How has being part of GACD helped your research?
As an individual researcher, I have really benefitted from meeting and working with other GACD researchers in various working groups. Our research has benefited from the supported working groups, where we’ve been able to share ideas on the development of standardised data collection tools, share intervention ideas and swap testing methodologies that have worked for others in similar low resource settings.
What is the most rewarding aspect of your work?
Having the time and space to think about big global health challenges and the opportunity to work locally to test ideas and explore solutions.
What tips do you have for early career researchers trying to establish international collaborations?
Make contact with the people and teams who you would like to work with in terms of skills as well as content area. Be patient, it can take time to find a project that is a good fit and that gets funded.
Apart from the project, what are your other passions in life?
I live in Cape Town, which is beautiful and full of opportunity for outdoor adventure. I enjoy running, hiking and swimming on the mountain and ocean. I have a small dog and we spend our free time exploring the peninsula.
What motivated you to follow this global health career path?
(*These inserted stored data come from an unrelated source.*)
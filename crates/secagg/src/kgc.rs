//! The key generation center: one-time generation of a key set, and its
//! persistence to a key store.

use crate::distribution::{serialize_eval_key, serialize_public_key, serialize_secret_key};
use crate::metrics::{timed, Stage, StageTimings};
use crate::{Error, KeyId, KeyKind, KeyStore, KeyTag, Parameters, Result, Scheme};
use rand::{CryptoRng, RngCore};
use std::fmt::{self, Debug};
use std::sync::Arc;
use tracing::info;

/// The keys shared with clients and the aggregator.
pub struct PublicKeys<S: Scheme> {
    public_key: S::PublicKey,
    eval_key: S::EvalKey,
    tag: KeyTag,
}

impl<S: Scheme> PublicKeys<S> {
    pub(crate) fn new(public_key: S::PublicKey, eval_key: S::EvalKey, tag: KeyTag) -> Self {
        Self {
            public_key,
            eval_key,
            tag,
        }
    }

    /// Returns the public key.
    pub fn public_key(&self) -> &S::PublicKey {
        &self.public_key
    }

    /// Returns the evaluation key.
    pub fn eval_key(&self) -> &S::EvalKey {
        &self.eval_key
    }

    /// Returns the tag of the key set.
    pub fn tag(&self) -> &KeyTag {
        &self.tag
    }
}

impl<S: Scheme> Clone for PublicKeys<S> {
    fn clone(&self) -> Self {
        Self::new(self.public_key.clone(), self.eval_key.clone(), self.tag)
    }
}

impl<S: Scheme> Debug for PublicKeys<S> {
    fn fmt(&self, f: &mut fmt::Formatter<'_>) -> fmt::Result {
        f.debug_struct("PublicKeys").field("tag", &self.tag).finish()
    }
}

/// The secret key, held by the decrypting party only.
pub struct DecryptionKey<S: Scheme> {
    secret_key: S::SecretKey,
    tag: KeyTag,
}

impl<S: Scheme> DecryptionKey<S> {
    pub(crate) fn new(secret_key: S::SecretKey, tag: KeyTag) -> Self {
        Self { secret_key, tag }
    }

    /// Returns the secret key.
    pub fn secret_key(&self) -> &S::SecretKey {
        &self.secret_key
    }

    /// Returns the tag of the key set.
    pub fn tag(&self) -> &KeyTag {
        &self.tag
    }
}

impl<S: Scheme> Debug for DecryptionKey<S> {
    fn fmt(&self, f: &mut fmt::Formatter<'_>) -> fmt::Result {
        f.debug_struct("DecryptionKey")
            .field("tag", &self.tag)
            .finish_non_exhaustive()
    }
}

/// A complete key set, produced by a single key generation.
pub struct KeyMaterial<S: Scheme> {
    public: PublicKeys<S>,
    secret: DecryptionKey<S>,
}

impl<S: Scheme> KeyMaterial<S> {
    /// Reassemble a key set from its parts. Parts of different key sets are
    /// rejected.
    pub fn from_parts(public: PublicKeys<S>, secret: DecryptionKey<S>) -> Result<Self> {
        if let Some(reason) = public.tag.mismatch(&secret.tag) {
            return Err(Error::key_load(KeyKind::Secret, reason));
        }
        Ok(Self { public, secret })
    }

    /// Split the key set into the part that is shared and the part that is
    /// kept by the decrypting party.
    pub fn split(self) -> (PublicKeys<S>, DecryptionKey<S>) {
        (self.public, self.secret)
    }

    /// Returns the public key.
    pub fn public_key(&self) -> &S::PublicKey {
        &self.public.public_key
    }

    /// Returns the secret key.
    pub fn secret_key(&self) -> &S::SecretKey {
        &self.secret.secret_key
    }

    /// Returns the evaluation key.
    pub fn eval_key(&self) -> &S::EvalKey {
        &self.public.eval_key
    }

    /// Returns the shared keys.
    pub fn public_keys(&self) -> &PublicKeys<S> {
        &self.public
    }

    /// Returns the decryption key.
    pub fn decryption_key(&self) -> &DecryptionKey<S> {
        &self.secret
    }

    /// Returns the identifier of the key set.
    pub fn key_id(&self) -> &KeyId {
        &self.public.tag.key_id
    }

    /// Returns the tag of the key set.
    pub fn tag(&self) -> &KeyTag {
        &self.public.tag
    }
}

impl<S: Scheme> Debug for KeyMaterial<S> {
    fn fmt(&self, f: &mut fmt::Formatter<'_>) -> fmt::Result {
        f.debug_struct("KeyMaterial")
            .field("tag", self.tag())
            .finish_non_exhaustive()
    }
}

/// Generate a key set. The parameters are validated before any key is
/// produced; nothing is returned on failure.
pub fn generate<S: Scheme, R: RngCore + CryptoRng>(scheme: &S, rng: &mut R) -> Result<KeyMaterial<S>> {
    scheme.parameters().validate()?;
    let (public_key, secret_key, eval_key) = scheme.keygen(rng)?;
    let tag = KeyTag {
        parameters_tag: scheme.parameters().tag(),
        key_id: KeyId::from_public_key_bytes(&scheme.public_key_to_bytes(&public_key)),
    };
    Ok(KeyMaterial {
        public: PublicKeys::new(public_key, eval_key, tag),
        secret: DecryptionKey::new(secret_key, tag),
    })
}

/// Write the three keys of a key set to a store, replacing existing ones.
pub fn persist<S: Scheme, K: KeyStore + ?Sized>(
    scheme: &S,
    keys: &KeyMaterial<S>,
    store: &mut K,
) -> Result<()> {
    let tag = keys.tag();
    for kind in KeyKind::ALL {
        let bytes = match kind {
            KeyKind::Public => serialize_public_key(scheme, keys.public_key(), tag),
            KeyKind::Secret => serialize_secret_key(scheme, keys.secret_key(), tag),
            KeyKind::Eval => serialize_eval_key(scheme, keys.eval_key(), tag),
        };
        store.put(kind, &bytes)?;
    }
    info!(key_id = %tag.key_id, "persisted key set");
    Ok(())
}

/// Lifecycle of the key generation center.
#[derive(Debug, Clone, Copy, PartialEq, Eq)]
pub enum KgcStatus {
    /// No key was generated yet.
    NotGenerated,
    /// A key set was generated but not persisted.
    Generated,
    /// The key set was persisted at least once.
    Persisted,
}

/// The key generation center. Generates one key set per instance.
pub struct KeyGenerationCenter<S: Scheme> {
    scheme: S,
    keys: Option<KeyMaterial<S>>,
    status: KgcStatus,
    timings: StageTimings,
}

impl<S: Scheme> KeyGenerationCenter<S> {
    /// Create a key generation center for a parameter set.
    pub fn new(parameters: &Arc<Parameters>) -> Result<Self> {
        parameters.validate()?;
        Ok(Self {
            scheme: S::try_new(parameters)?,
            keys: None,
            status: KgcStatus::NotGenerated,
            timings: StageTimings::new(),
        })
    }

    /// Returns the scheme instance.
    pub fn scheme(&self) -> &S {
        &self.scheme
    }

    /// Returns the lifecycle state.
    pub fn status(&self) -> KgcStatus {
        self.status
    }

    /// Returns the key set, once generated.
    pub fn keys(&self) -> Option<&KeyMaterial<S>> {
        self.keys.as_ref()
    }

    /// Returns the time spent generating keys.
    pub fn timings(&self) -> &StageTimings {
        &self.timings
    }

    /// Generate the key set. Fails if a key set was already generated.
    pub fn generate<R: RngCore + CryptoRng>(&mut self, rng: &mut R) -> Result<&KeyMaterial<S>> {
        if self.status != KgcStatus::NotGenerated {
            return Err(Error::InvalidState(
                "a key set was already generated".to_string(),
            ));
        }
        let scheme = &self.scheme;
        let keys = timed(&mut self.timings, Stage::KeyGeneration, || {
            generate(scheme, rng)
        })?;
        info!(key_id = %keys.key_id(), "generated key set");
        self.status = KgcStatus::Generated;
        Ok(self.keys.insert(keys))
    }

    /// Persist the key set. Can be repeated, and overwrites the store.
    pub fn persist<K: KeyStore + ?Sized>(&mut self, store: &mut K) -> Result<()> {
        let keys = self
            .keys
            .as_ref()
            .ok_or_else(|| Error::InvalidState("no key set was generated".to_string()))?;
        persist(&self.scheme, keys, store)?;
        self.status = KgcStatus::Persisted;
        Ok(())
    }

    /// Returns the key set, consuming the center.
    pub fn into_keys(self) -> Option<KeyMaterial<S>> {
        self.keys
    }
}
//! Client identifiers and the encrypted contributions they submit.

use crate::{Error, KeyTag, Result};
use serde::{Deserialize, Serialize};
use std::fmt::{self, Display};
use std::num::NonZeroU32;
use std::str::FromStr;

/// Identifier of a client. Identifiers are positive.
#[derive(Debug, Clone, Copy, PartialEq, Eq, PartialOrd, Ord, Hash, Serialize, Deserialize)]
#[serde(try_from = "u64", into = "u64")]
pub struct ClientId(NonZeroU32);

impl ClientId {
    /// Create a client identifier, rejecting zero and values above `u32::MAX`.
    pub fn new(id: u64) -> Result<Self> {
        u32::try_from(id)
            .ok()
            .and_then(NonZeroU32::new)
            .map(Self)
            .ok_or(Error::InvalidClientId(id))
    }

    /// Returns the identifier as an integer.
    pub const fn get(&self) -> u32 {
        self.0.get()
    }
}

impl Display for ClientId {
    fn fmt(&self, f: &mut fmt::Formatter<'_>) -> fmt::Result {
        write!(f, "{}", self.0)
    }
}

impl TryFrom<u64> for ClientId {
    type Error = Error;

    fn try_from(id: u64) -> Result<Self> {
        Self::new(id)
    }
}

impl From<ClientId> for u64 {
    fn from(id: ClientId) -> Self {
        id.get() as u64
    }
}

impl FromStr for ClientId {
    type Err = Error;

    fn from_str(s: &str) -> Result<Self> {
        let id = s
            .trim()
            .parse::<u64>()
            .map_err(|_| Error::Config(format!("Invalid client id: {s}")))?;
        Self::new(id)
    }
}

/// The encrypted reading of one client, with the tag of the key set it was
/// encrypted under.
#[derive(Debug, Clone, PartialEq, Eq)]
pub struct ClientContribution<C> {
    client_id: ClientId,
    ciphertext: C,
    tag: KeyTag,
}

impl<C> ClientContribution<C> {
    /// Create a contribution.
    pub fn new(client_id: ClientId, ciphertext: C, tag: KeyTag) -> Self {
        Self {
            client_id,
            ciphertext,
            tag,
        }
    }

    /// Returns the identifier of the client.
    pub const fn client_id(&self) -> ClientId {
        self.client_id
    }

    /// Returns the ciphertext.
    pub fn ciphertext(&self) -> &C {
        &self.ciphertext
    }

    /// Returns the tag of the key set the ciphertext was encrypted under.
    pub fn tag(&self) -> &KeyTag {
        &self.tag
    }

    /// Returns the ciphertext, dropping the metadata.
    pub fn into_ciphertext(self) -> C {
        self.ciphertext
    }
}
//! Homomorphic aggregation of the contributions.
//!
//! Every ciphertext must carry the tag of the evaluation key it is folded
//! with. Addition of fresh ciphertexts is exact modular addition of their
//! polynomials, so the decrypted sum does not depend on the fold order.

use crate::kgc::PublicKeys;
use crate::metrics::{timed, Stage, StageTimings};
use crate::{ClientContribution, ClientId, Error, KeyTag, Result, Scheme};
use itertools::Itertools;
use rayon::prelude::*;
use tracing::info;

/// The encrypted sum of the contributions.
///
/// Only [`aggregate_with`] builds it, from at least one contribution, so the
/// contributor count is never zero.
#[derive(Debug, Clone, PartialEq, Eq)]
pub struct AggregationResult<C> {
    ciphertext: C,
    contributors: Vec<ClientId>,
    tag: KeyTag,
}

impl<C> AggregationResult<C> {
    /// Returns the encrypted sum.
    pub fn ciphertext(&self) -> &C {
        &self.ciphertext
    }

    /// Returns the number of contributions folded in, at least one.
    pub fn contributor_count(&self) -> usize {
        self.contributors.len()
    }

    /// Returns the clients whose contributions were folded in, in ascending
    /// order.
    pub fn contributors(&self) -> &[ClientId] {
        &self.contributors
    }

    /// Returns the tag of the key set the sum is encrypted under.
    pub fn tag(&self) -> &KeyTag {
        &self.tag
    }
}

/// How contributions are folded.
#[derive(Debug, Clone, Copy, Default, PartialEq, Eq)]
pub enum FoldStrategy {
    /// Left fold, in client order.
    #[default]
    Sequential,
    /// Parallel pairwise reduction.
    Tree,
}

/// Fold the contributions with a left fold starting from the first one.
pub fn aggregate<S>(
    scheme: &S,
    contributions: &[ClientContribution<S::Ciphertext>],
    keys: &PublicKeys<S>,
) -> Result<AggregationResult<S::Ciphertext>>
where
    S: Scheme + Sync,
    S::Ciphertext: Send + Sync,
{
    aggregate_with(scheme, contributions, keys, FoldStrategy::Sequential)
}

/// Fold the contributions with a given strategy. All contributions are
/// checked against the key set before any addition; a mismatch aborts the
/// whole aggregation. So does a ciphertext the scheme refuses to add, and
/// more contributions than the parameters allow to sum.
pub fn aggregate_with<S>(
    scheme: &S,
    contributions: &[ClientContribution<S::Ciphertext>],
    keys: &PublicKeys<S>,
    strategy: FoldStrategy,
) -> Result<AggregationResult<S::Ciphertext>>
where
    S: Scheme + Sync,
    S::Ciphertext: Send + Sync,
{
    let (first, rest) = contributions
        .split_first()
        .ok_or(Error::NoContributions { expected: 0 })?;
    if let Some(c) = contributions.iter().find(|c| c.tag() != keys.tag()) {
        let reason = keys.tag().mismatch(c.tag()).unwrap_or_default();
        return Err(Error::incompatible(c.client_id(), reason));
    }
    let max = scheme.parameters().max_contributors();
    if contributions.len() > max {
        return Err(Error::TooManyContributions {
            count: contributions.len(),
            max,
        });
    }

    let ciphertext = match strategy {
        FoldStrategy::Sequential => fold_sequential(scheme, first, rest)?,
        FoldStrategy::Tree => match contributions
            .par_iter()
            .map(|c| Ok::<_, Error>(c.ciphertext().clone()))
            .try_reduce_with(|a, b| scheme.add(&a, &b))
        {
            Some(Ok(ciphertext)) => ciphertext,
            // Replay in order to name the contribution that cannot be added.
            _ => fold_sequential(scheme, first, rest)?,
        },
    };

    let contributors = contributions
        .iter()
        .map(|c| c.client_id())
        .sorted()
        .collect_vec();
    info!(
        contributors = contributors.len(),
        ?strategy,
        "aggregated contributions"
    );
    Ok(AggregationResult {
        ciphertext,
        contributors,
        tag: *keys.tag(),
    })
}

/// Left fold; an addition that fails is blamed on the contribution being
/// added.
fn fold_sequential<S: Scheme>(
    scheme: &S,
    first: &ClientContribution<S::Ciphertext>,
    rest: &[ClientContribution<S::Ciphertext>],
) -> Result<S::Ciphertext> {
    rest.iter().try_fold(first.ciphertext().clone(), |acc, c| {
        scheme
            .add(&acc, c.ciphertext())
            .map_err(|e| Error::incompatible(c.client_id(), e.to_string()))
    })
}

/// Fold the contributions and record the time spent.
pub fn aggregate_timed<S>(
    scheme: &S,
    contributions: &[ClientContribution<S::Ciphertext>],
    keys: &PublicKeys<S>,
    strategy: FoldStrategy,
    timings: &mut StageTimings,
) -> Result<AggregationResult<S::Ciphertext>>
where
    S: Scheme + Sync,
    S::Ciphertext: Send + Sync,
{
    timed(timings, Stage::Computation, || {
        aggregate_with(scheme, contributions, keys, strategy)
    })
}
As a young graduate student I went to a lecture by Sir Richard Peto on global health. And to paraphrase him, he said he wasn’t concerned with hundreds of people or even thousands of people, he was interested in improving outcomes for millions of people. I was really struck by this idea especially having come from a clinical setting where strategy and thinking are largely about individual patients. It also helped me realise that I wanted to be an epidemiologist.